*Task item*. Copy out all lines of the material below in which "FakeProvider" occurs.

*Data supplied*.
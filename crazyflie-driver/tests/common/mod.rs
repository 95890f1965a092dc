// Simulated Crazyflie behind a fake radio dongle
#![allow(dead_code)]

use crazyflie_driver::{
    DataRate, Error, Packet, Radio, RadioAck, RadioProvider, RadioSetting, Result, IDLE_HEADER,
};
use std::collections::{HashMap, VecDeque};
use std::sync::{Arc, Mutex, MutexGuard};
use std::thread;
use std::time::{Duration, Instant};

pub const LOG_PORT: u8 = 5;
pub const PARAM_PORT: u8 = 2;

pub struct Variable {
    pub group: &'static str,
    pub name: &'static str,
    pub type_code: u8,
    pub value: Vec<u8>,
}

impl Variable {
    fn new(group: &'static str, name: &'static str, type_code: u8, value: &[u8]) -> Self {
        Variable {
            group,
            name,
            type_code,
            value: value.to_vec(),
        }
    }

    fn toc_element(&self, ident: u8) -> Vec<u8> {
        let mut data = vec![0, ident, self.type_code];
        data.extend_from_slice(self.group.as_bytes());
        data.push(0);
        data.extend_from_slice(self.name.as_bytes());
        data.push(0);
        data
    }
}

pub struct DeviceState {
    pub log_toc: Vec<Variable>,
    pub param_toc: Vec<Variable>,
    pub log_crc: u32,
    pub param_crc: u32,
    /// Every non idle packet received
    pub received: Vec<Packet>,
    /// Settings applied to the dongle, in order
    pub settings: Vec<RadioSetting>,
    /// Number of requests ignored before answering again
    pub silent_requests: usize,
    /// The dongle stops answering
    pub fail_link: bool,
    /// Packets are not acked
    pub nack: bool,
    /// The dongle is gone, every transfer fails
    pub unplugged: bool,
    pub scan_failures: usize,
    pub scan_channels: Vec<(DataRate, u8)>,
    pub opened: usize,
    pending: VecDeque<Packet>,
    blocks: HashMap<u8, Vec<u8>>,
}

impl DeviceState {
    fn toc(&self, port: u8) -> &Vec<Variable> {
        if port == LOG_PORT {
            &self.log_toc
        } else {
            &self.param_toc
        }
    }

    fn handle(&mut self, packet: Packet) {
        let (port, channel) = (packet.get_port(), packet.get_channel());
        let data = packet.get_data().clone();

        if self.silent_requests > 0 && (port == LOG_PORT || port == PARAM_PORT) {
            self.silent_requests -= 1;
            return;
        }

        match (port, channel, data.as_slice()) {
            (LOG_PORT, 0, [1]) | (PARAM_PORT, 0, [1]) => {
                let crc = if port == LOG_PORT {
                    self.log_crc
                } else {
                    self.param_crc
                };
                let mut answer = vec![1, self.toc(port).len() as u8];
                answer.extend_from_slice(&crc.to_le_bytes());
                self.answer(port, 0, answer);
            }
            (LOG_PORT, 0, [0, ident]) | (PARAM_PORT, 0, [0, ident]) => {
                if let Some(variable) = self.toc(port).get(*ident as usize) {
                    let element = variable.toc_element(*ident);
                    self.answer(port, 0, element);
                }
            }
            (LOG_PORT, 1, [0, id, variables @ ..]) => {
                let idents = variables.chunks(2).map(|v| v[1]).collect();
                self.blocks.insert(*id, idents);
                self.answer(LOG_PORT, 1, vec![0, *id, 0]);
            }
            (LOG_PORT, 1, [3, id, _period]) => {
                self.answer(LOG_PORT, 1, vec![3, *id, 0]);
                if let Some(idents) = self.blocks.get(id).cloned() {
                    let mut sample = vec![*id, 0, 0, 0];
                    for ident in idents {
                        sample.extend_from_slice(&self.log_toc[ident as usize].value);
                    }
                    self.answer(LOG_PORT, 2, sample);
                }
            }
            (LOG_PORT, 1, [command @ 2, id]) | (LOG_PORT, 1, [command @ 4, id]) => {
                if *command == 2 {
                    self.blocks.remove(id);
                }
                self.answer(LOG_PORT, 1, vec![*command, *id, 0]);
            }
            (LOG_PORT, 1, [5]) => {
                self.blocks.clear();
                self.answer(LOG_PORT, 1, vec![5, 0, 0]);
            }
            (PARAM_PORT, 1, [ident]) => {
                if let Some(variable) = self.param_toc.get(*ident as usize) {
                    let mut answer = vec![*ident];
                    answer.extend_from_slice(&variable.value);
                    self.answer(PARAM_PORT, 1, answer);
                }
            }
            (PARAM_PORT, 2, [ident, value @ ..]) => {
                if let Some(variable) = self.param_toc.get_mut(*ident as usize) {
                    variable.value = value.to_vec();
                    let mut answer = vec![*ident];
                    answer.extend_from_slice(value);
                    self.answer(PARAM_PORT, 2, answer);
                }
            }
            _ => (),
        }
    }

    fn answer(&mut self, port: u8, channel: u8, data: Vec<u8>) {
        self.pending.push_back(Packet::new(port, channel, data));
    }

    /// Requests received on `port`/`channel` starting with `prefix`
    pub fn count_received(&self, port: u8, channel: u8, prefix: &[u8]) -> usize {
        self.received
            .iter()
            .filter(|p| {
                p.get_port() == port && p.get_channel() == channel && p.get_data().starts_with(prefix)
            })
            .count()
    }
}

/// A Crazyflie with a small log and param TOC.
///
/// Log: stabilizer.roll (float, 1.0), stabilizer.pitch (float, -2.0),
/// pm.vbat (float, 3.7), motor.m1 (uint16, 1000).
/// Param: pid.kp (int32, 5), pid.ki (float, 0.5), system.id (uint8 read only, 7).
#[derive(Clone)]
pub struct FakeCrazyflie {
    state: Arc<Mutex<DeviceState>>,
}

impl FakeCrazyflie {
    pub fn new() -> Self {
        let log_toc = vec![
            Variable::new("stabilizer", "roll", 7, &1.0f32.to_le_bytes()),
            Variable::new("stabilizer", "pitch", 7, &(-2.0f32).to_le_bytes()),
            Variable::new("pm", "vbat", 7, &3.7f32.to_le_bytes()),
            Variable::new("motor", "m1", 2, &1000u16.to_le_bytes()),
        ];
        let param_toc = vec![
            Variable::new("pid", "kp", 2, &5i32.to_le_bytes()),
            Variable::new("pid", "ki", 6, &0.5f32.to_le_bytes()),
            Variable::new("system", "id", 0x18, &[7]),
        ];

        FakeCrazyflie {
            state: Arc::new(Mutex::new(DeviceState {
                log_toc,
                param_toc,
                log_crc: 0x1234_ABCD,
                param_crc: 0x0BAD_F00D,
                received: Vec::new(),
                settings: Vec::new(),
                silent_requests: 0,
                fail_link: false,
                nack: false,
                unplugged: false,
                scan_failures: 0,
                scan_channels: Vec::new(),
                opened: 0,
                pending: VecDeque::new(),
                blocks: HashMap::new(),
            })),
        }
    }

    pub fn state(&self) -> MutexGuard<'_, DeviceState> {
        self.state.lock().unwrap()
    }

    pub fn provider(&self) -> Arc<FakeProvider> {
        Arc::new(FakeProvider {
            device: self.clone(),
            dongles: 1,
        })
    }
}

pub struct FakeProvider {
    device: FakeCrazyflie,
    pub dongles: usize,
}

impl RadioProvider for FakeProvider {
    fn open(&self, nth: usize) -> Result<Box<dyn Radio>> {
        if nth >= self.dongles {
            return Err(Error::NoDongleFound);
        }
        self.device.state().opened += 1;

        Ok(Box::new(FakeRadio {
            device: self.device.clone(),
            rate: DataRate::Dr2M,
        }))
    }

    fn list_dongles(&self) -> Result<Vec<String>> {
        Ok((0..self.dongles).map(|n| format!("Fake radio {}", n)).collect())
    }
}

pub struct FakeRadio {
    device: FakeCrazyflie,
    rate: DataRate,
}

impl Radio for FakeRadio {
    fn send_packet(&mut self, data: &[u8]) -> Result<Option<RadioAck>> {
        // Pace the polling loop like a real dongle
        thread::sleep(Duration::from_micros(200));

        let mut state = self.device.state();
        if state.unplugged {
            return Err(Error::Transport("unplugged".to_owned()));
        }
        if state.fail_link {
            return Ok(None);
        }
        if state.nack {
            return Ok(Some(RadioAck {
                ack: false,
                power_detector: false,
                retry_count: 3,
                payload: Vec::new(),
            }));
        }

        let packet = Packet::from(data.to_vec());
        if packet.get_header() != IDLE_HEADER {
            state.received.push(packet.clone());
            state.handle(packet);
        }

        Ok(Some(RadioAck {
            ack: true,
            power_detector: false,
            retry_count: 0,
            payload: state.pending.pop_front().map(Vec::from).unwrap_or_default(),
        }))
    }

    fn scan_channels(&mut self, start: u8, stop: u8, _packet: &[u8]) -> Result<Vec<u8>> {
        let mut state = self.device.state();
        if state.scan_failures > 0 {
            state.scan_failures -= 1;
            return Err(Error::Transport("scan failed".to_owned()));
        }

        Ok(state
            .scan_channels
            .iter()
            .filter(|(rate, channel)| *rate == self.rate && (start..=stop).contains(channel))
            .map(|(_, channel)| *channel)
            .collect())
    }

    fn apply_setting(&mut self, setting: RadioSetting) -> Result<()> {
        if let RadioSetting::DataRate(rate) = setting {
            self.rate = rate;
        }
        self.device.state().settings.push(setting);
        Ok(())
    }
}

/// Poll `condition` for up to 3 seconds
pub fn wait_for<F: FnMut() -> bool>(mut condition: F) -> bool {
    let start = Instant::now();
    while start.elapsed() < Duration::from_secs(3) {
        if condition() {
            return true;
        }
        thread::sleep(Duration::from_millis(5));
    }
    false
}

*Solution to the exercise*.
    pub fn provider(&self) -> Arc<FakeProvider> {
        Arc::new(FakeProvider {
pub struct FakeProvider {
impl RadioProvider for FakeProvider {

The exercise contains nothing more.